Utility of urinary cytokine levels as predictors of the immunogenicity and reactogenicity of AS01-adjuvanted hepatitis B vaccine in healthy adults

Plasma cytokines are useful indicators of the inflammatory response to vaccination, and can serve as potential biomarkers of the systemic reactogenicity and immunogenicity of vaccines. Measurement of cytokines in urine may represent a non-invasive alternative to the blood-based markers. To evaluate whether urinary cytokine levels can help predict vaccine responses to an AS01B-adjuvanted vaccine, we measured concentrations of 24 cytokines in the urine from 30 hepatitis B virus (HBV)-naïve adults following administration of AS01B-adjuvanted HBV surface antigen vaccine (NCT01777295). Levels post-dose 2 were compared with the levels measured following a single placebo (saline) injection, which was administered 1 month before the first vaccination in the same participants. Urine was collected at eight timepoints before or up to 1 week following each treatment. Urinary concentrations were normalized to creatinine levels, and paired with previously reported, participant-matched plasma levels, local and systemic reactogenicity scores, and antibody response magnitudes. Of the urine cytokine panel, only few analytes were detectable: IL-8, IL-18 and IL-6 receptor, each showing no clear changes after vaccination as compared to placebo administration, and MCP-1 (CCL2) and IP-10 (CXCL10), which displayed in most participants transient surges post-vaccination. Urine levels did not correlate with the matched plasma levels. Interestingly, urinary IP-10 levels at 1 day post-second vaccination were significantly correlated (P = 0.023) with the concurrent intensity scores of systemic reactogenicity, though not with the local reactogenicity scores or peak antibody responses.

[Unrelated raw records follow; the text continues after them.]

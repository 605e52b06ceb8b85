//! Control transfer setup packets

use usb_device::UsbDirection;

/// Size of a setup packet, in bytes
pub const SETUP_PACKET_SIZE: usize = 8;

/// A setup packet, as received on the control OUT endpoint
#[derive(Clone, Copy, PartialEq, Eq, Debug)]
pub struct SetupPacket {
    pub request_type: u8,
    pub request: u8,
    pub value: u16,
    pub index: u16,
    pub length: u16,
}

impl SetupPacket {
    /// Parse the little-endian wire format
    pub const fn from_bytes(raw: [u8; SETUP_PACKET_SIZE]) -> Self {
        SetupPacket {
            request_type: raw[0],
            request: raw[1],
            value: u16::from_le_bytes([raw[2], raw[3]]),
            index: u16::from_le_bytes([raw[4], raw[5]]),
            length: u16::from_le_bytes([raw[6], raw[7]]),
        }
    }

    pub const fn to_bytes(&self) -> [u8; SETUP_PACKET_SIZE] {
        let value = self.value.to_le_bytes();
        let index = self.index.to_le_bytes();
        let length = self.length.to_le_bytes();
        [
            self.request_type,
            self.request,
            value[0],
            value[1],
            index[0],
            index[1],
            length[0],
            length[1],
        ]
    }

    /// Direction of the data stage, taken from bit 7 of `bmRequestType`
    pub fn direction(&self) -> UsbDirection {
        if self.request_type & 0x80 != 0 {
            UsbDirection::In
        } else {
            UsbDirection::Out
        }
    }

    /// Number of bytes in the data stage
    pub fn data_length(&self) -> usize {
        self.length as usize
    }
}

impl From<[u8; SETUP_PACKET_SIZE]> for SetupPacket {
    fn from(raw: [u8; SETUP_PACKET_SIZE]) -> Self {
        Self::from_bytes(raw)
    }
}

#[cfg(test)]
mod test {
    use super::SetupPacket;
    use usb_device::UsbDirection;

    #[test]
    fn get_descriptor() {
        let setup = SetupPacket::from_bytes([0x80, 0x06, 0x00, 0x01, 0x00, 0x00, 0x12, 0x00]);
        assert_eq!(setup.direction(), UsbDirection::In);
        assert_eq!(setup.request, 6);
        assert_eq!(setup.value, 0x0100);
        assert_eq!(setup.data_length(), 18);
    }

    #[test]
    fn set_address() {
        let raw = [0x00, 0x05, 0x2A, 0x00, 0x00, 0x00, 0x00, 0x00];
        let setup = SetupPacket::from(raw);
        assert_eq!(setup.direction(), UsbDirection::Out);
        assert_eq!(setup.value, 42);
        assert_eq!(setup.data_length(), 0);
        assert_eq!(setup.to_bytes(), raw);
    }
}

No significant correlations were detected for MCP-1. Altogether, most urinary cytokines have limited utility as a proxy for plasma cytokines to help predict the inflammatory response, the immunogenicity or the reactogenicity of AS01B-adjuvanted vaccine, with the possible exception of IP-10. The utility of urinary IP-10 as a potential complementary biomarker of systemic vaccine reactogenicity needs substantiation in larger studies.